> _Work item_
Line by line, retype the material below exactly, from its first line up to and including the one holding "wire, so every".

> _Recorded information_
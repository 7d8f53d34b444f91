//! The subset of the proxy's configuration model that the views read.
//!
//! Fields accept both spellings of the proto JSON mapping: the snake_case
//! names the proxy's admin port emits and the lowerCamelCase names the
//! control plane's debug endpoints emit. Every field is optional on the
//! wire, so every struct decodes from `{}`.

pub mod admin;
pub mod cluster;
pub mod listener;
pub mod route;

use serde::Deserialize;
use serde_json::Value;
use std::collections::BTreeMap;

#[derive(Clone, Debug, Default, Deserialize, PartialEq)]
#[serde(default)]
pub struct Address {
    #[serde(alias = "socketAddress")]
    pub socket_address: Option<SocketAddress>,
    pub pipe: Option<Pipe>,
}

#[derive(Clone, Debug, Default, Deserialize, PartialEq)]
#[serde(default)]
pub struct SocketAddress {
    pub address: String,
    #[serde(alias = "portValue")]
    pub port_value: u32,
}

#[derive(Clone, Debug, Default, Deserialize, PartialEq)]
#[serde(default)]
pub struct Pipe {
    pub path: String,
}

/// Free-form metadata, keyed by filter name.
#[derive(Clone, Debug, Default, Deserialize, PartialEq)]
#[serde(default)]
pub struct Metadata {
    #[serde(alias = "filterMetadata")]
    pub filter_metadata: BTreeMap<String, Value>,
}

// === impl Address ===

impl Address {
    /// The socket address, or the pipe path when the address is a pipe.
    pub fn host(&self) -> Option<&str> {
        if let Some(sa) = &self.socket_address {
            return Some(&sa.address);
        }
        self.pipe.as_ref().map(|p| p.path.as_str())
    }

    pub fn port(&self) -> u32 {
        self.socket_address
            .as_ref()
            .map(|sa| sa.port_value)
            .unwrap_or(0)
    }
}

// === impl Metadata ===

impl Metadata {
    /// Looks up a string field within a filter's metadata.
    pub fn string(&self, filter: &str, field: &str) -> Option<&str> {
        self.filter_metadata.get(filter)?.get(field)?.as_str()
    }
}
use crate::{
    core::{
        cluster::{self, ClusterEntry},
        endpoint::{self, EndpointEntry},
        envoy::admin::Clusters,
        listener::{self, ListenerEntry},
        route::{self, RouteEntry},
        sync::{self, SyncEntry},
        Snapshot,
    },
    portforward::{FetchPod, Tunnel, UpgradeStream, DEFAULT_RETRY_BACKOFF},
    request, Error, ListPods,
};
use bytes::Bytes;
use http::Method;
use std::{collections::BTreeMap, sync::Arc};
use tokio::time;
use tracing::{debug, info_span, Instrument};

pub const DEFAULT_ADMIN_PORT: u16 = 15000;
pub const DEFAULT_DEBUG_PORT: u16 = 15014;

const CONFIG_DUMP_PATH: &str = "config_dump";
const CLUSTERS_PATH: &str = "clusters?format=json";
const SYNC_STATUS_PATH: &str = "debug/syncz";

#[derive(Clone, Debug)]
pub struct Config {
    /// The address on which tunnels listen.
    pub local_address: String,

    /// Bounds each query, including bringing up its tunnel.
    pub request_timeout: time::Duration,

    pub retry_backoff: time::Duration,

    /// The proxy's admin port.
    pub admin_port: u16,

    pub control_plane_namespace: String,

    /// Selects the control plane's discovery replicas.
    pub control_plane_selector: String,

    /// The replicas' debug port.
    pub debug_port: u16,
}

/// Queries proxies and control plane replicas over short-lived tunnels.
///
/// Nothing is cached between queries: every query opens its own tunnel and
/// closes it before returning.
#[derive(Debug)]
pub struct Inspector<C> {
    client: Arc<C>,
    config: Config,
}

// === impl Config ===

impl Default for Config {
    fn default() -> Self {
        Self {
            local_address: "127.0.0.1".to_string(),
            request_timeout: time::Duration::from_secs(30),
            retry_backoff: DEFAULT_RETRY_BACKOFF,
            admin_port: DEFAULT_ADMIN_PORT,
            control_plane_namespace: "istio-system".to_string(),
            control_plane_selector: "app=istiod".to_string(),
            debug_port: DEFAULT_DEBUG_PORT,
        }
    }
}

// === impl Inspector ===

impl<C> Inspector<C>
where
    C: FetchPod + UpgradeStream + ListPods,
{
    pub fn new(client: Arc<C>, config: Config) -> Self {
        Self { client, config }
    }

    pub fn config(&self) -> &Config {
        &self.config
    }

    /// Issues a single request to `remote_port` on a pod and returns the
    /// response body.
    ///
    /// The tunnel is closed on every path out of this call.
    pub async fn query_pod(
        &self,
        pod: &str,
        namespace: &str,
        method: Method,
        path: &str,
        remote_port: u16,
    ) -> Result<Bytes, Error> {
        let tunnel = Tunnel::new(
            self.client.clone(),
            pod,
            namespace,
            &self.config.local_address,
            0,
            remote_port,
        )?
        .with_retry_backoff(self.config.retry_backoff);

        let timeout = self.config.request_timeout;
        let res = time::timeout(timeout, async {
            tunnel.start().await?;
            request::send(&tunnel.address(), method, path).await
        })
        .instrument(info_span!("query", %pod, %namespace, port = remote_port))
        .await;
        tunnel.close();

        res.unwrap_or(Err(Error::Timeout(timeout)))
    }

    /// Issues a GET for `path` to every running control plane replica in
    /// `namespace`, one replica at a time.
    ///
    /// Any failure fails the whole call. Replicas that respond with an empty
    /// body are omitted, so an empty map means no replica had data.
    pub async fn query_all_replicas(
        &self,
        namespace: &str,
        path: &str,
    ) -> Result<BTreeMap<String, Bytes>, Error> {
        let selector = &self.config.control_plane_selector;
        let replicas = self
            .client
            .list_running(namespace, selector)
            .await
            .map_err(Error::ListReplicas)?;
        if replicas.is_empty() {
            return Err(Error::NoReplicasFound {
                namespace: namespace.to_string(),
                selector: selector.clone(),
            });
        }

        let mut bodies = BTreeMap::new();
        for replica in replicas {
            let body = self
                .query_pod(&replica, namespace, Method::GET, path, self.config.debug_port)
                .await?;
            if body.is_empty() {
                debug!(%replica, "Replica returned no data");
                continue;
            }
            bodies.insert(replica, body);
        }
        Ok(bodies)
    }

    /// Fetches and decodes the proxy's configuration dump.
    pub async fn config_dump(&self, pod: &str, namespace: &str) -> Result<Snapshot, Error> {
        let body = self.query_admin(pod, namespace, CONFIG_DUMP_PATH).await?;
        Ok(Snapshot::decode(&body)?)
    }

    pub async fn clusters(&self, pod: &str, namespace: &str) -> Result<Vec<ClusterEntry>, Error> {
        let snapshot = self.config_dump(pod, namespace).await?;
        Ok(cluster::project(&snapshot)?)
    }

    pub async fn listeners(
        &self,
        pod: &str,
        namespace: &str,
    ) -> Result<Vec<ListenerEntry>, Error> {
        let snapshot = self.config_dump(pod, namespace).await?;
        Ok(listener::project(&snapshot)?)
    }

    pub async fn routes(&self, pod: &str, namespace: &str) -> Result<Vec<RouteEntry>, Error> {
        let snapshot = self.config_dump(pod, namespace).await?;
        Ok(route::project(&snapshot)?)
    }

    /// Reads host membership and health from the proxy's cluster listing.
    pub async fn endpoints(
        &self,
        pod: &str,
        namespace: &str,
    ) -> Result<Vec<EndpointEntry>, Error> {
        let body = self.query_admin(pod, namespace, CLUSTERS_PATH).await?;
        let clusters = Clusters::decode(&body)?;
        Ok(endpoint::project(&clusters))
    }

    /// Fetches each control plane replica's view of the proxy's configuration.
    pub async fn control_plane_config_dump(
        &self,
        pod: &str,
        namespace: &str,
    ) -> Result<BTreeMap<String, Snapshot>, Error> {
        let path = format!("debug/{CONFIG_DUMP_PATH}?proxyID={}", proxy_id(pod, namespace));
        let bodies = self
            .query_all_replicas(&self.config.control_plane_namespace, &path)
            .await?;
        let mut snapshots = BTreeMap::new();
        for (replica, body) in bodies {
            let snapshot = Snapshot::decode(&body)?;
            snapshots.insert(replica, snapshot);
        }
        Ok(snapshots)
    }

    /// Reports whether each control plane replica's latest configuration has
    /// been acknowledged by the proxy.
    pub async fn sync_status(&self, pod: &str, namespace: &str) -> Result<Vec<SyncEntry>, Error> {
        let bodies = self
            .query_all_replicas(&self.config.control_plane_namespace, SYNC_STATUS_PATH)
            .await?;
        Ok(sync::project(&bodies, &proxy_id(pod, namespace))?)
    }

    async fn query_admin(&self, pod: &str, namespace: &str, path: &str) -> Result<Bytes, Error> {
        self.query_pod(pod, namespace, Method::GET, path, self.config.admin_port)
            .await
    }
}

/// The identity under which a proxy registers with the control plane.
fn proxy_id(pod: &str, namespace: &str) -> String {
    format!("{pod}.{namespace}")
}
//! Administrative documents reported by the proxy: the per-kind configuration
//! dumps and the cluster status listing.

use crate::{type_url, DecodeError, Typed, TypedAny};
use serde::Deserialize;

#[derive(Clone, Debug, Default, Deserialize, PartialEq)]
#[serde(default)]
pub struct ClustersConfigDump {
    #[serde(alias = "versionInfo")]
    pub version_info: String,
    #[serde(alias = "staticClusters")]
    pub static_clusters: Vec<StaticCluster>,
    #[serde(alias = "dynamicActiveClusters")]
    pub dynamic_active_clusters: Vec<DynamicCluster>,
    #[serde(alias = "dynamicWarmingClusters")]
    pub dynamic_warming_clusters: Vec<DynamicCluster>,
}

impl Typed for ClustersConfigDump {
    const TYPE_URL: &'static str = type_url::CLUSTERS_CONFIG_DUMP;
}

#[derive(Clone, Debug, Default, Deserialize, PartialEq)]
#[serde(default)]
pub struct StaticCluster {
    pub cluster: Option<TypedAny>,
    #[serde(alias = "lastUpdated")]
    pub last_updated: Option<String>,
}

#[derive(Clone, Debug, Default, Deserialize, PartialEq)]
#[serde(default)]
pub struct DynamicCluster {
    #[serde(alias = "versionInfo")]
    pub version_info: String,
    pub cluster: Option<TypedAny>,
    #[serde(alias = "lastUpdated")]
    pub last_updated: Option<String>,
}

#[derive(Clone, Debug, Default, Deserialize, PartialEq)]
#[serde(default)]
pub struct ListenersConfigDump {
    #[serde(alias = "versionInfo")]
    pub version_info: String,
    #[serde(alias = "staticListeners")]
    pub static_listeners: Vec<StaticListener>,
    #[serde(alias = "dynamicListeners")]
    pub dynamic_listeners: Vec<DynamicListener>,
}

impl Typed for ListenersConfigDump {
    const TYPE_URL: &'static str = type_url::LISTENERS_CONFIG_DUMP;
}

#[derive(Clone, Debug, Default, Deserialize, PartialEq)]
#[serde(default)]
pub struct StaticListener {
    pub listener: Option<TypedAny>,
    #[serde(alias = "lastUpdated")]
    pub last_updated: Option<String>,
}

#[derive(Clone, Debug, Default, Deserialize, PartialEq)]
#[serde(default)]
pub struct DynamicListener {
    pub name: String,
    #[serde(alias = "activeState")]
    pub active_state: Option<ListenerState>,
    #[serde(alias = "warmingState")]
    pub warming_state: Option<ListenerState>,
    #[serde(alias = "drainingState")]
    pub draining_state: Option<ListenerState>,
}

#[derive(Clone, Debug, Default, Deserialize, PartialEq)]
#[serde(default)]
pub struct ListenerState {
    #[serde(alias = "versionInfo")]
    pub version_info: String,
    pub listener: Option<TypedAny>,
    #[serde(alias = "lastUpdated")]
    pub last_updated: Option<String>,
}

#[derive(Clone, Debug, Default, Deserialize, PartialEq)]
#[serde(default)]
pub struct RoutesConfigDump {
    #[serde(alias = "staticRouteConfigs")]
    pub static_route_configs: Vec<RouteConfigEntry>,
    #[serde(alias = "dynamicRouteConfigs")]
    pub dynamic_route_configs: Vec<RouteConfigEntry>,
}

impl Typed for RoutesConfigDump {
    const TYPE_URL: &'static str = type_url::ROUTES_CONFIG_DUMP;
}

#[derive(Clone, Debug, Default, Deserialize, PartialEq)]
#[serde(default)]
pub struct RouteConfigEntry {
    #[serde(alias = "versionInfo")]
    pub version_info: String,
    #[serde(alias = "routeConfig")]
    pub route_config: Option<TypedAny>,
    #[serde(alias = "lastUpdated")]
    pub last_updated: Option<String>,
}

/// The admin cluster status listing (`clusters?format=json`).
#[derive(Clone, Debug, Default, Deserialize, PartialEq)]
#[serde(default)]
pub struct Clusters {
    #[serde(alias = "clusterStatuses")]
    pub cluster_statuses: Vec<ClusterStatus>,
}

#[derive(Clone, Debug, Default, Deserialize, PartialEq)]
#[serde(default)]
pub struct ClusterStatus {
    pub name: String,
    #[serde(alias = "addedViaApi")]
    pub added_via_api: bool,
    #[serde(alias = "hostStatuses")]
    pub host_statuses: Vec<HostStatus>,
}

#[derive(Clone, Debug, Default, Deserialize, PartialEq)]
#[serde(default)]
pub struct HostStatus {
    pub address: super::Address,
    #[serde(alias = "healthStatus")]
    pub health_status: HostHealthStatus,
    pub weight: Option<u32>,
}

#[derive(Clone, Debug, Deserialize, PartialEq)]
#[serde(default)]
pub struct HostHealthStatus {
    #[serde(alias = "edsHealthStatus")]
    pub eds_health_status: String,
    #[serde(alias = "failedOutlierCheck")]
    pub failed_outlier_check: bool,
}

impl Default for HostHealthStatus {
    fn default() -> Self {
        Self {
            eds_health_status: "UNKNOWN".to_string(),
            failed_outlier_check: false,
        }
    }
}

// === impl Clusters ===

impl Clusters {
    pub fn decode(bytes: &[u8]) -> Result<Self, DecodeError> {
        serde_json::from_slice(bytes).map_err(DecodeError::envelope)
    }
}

> _Your response_
repository 7d8f53d34b444f91
//! The subset of the proxy's configuration model that the views read.
//!
//! Fields accept both spellings of the proto JSON mapping: the snake_case
//! names the proxy's admin port emits and the lowerCamelCase names the
//! control plane's debug endpoints emit. Every field is optional on the
//! wire, so every struct decodes from `{}`.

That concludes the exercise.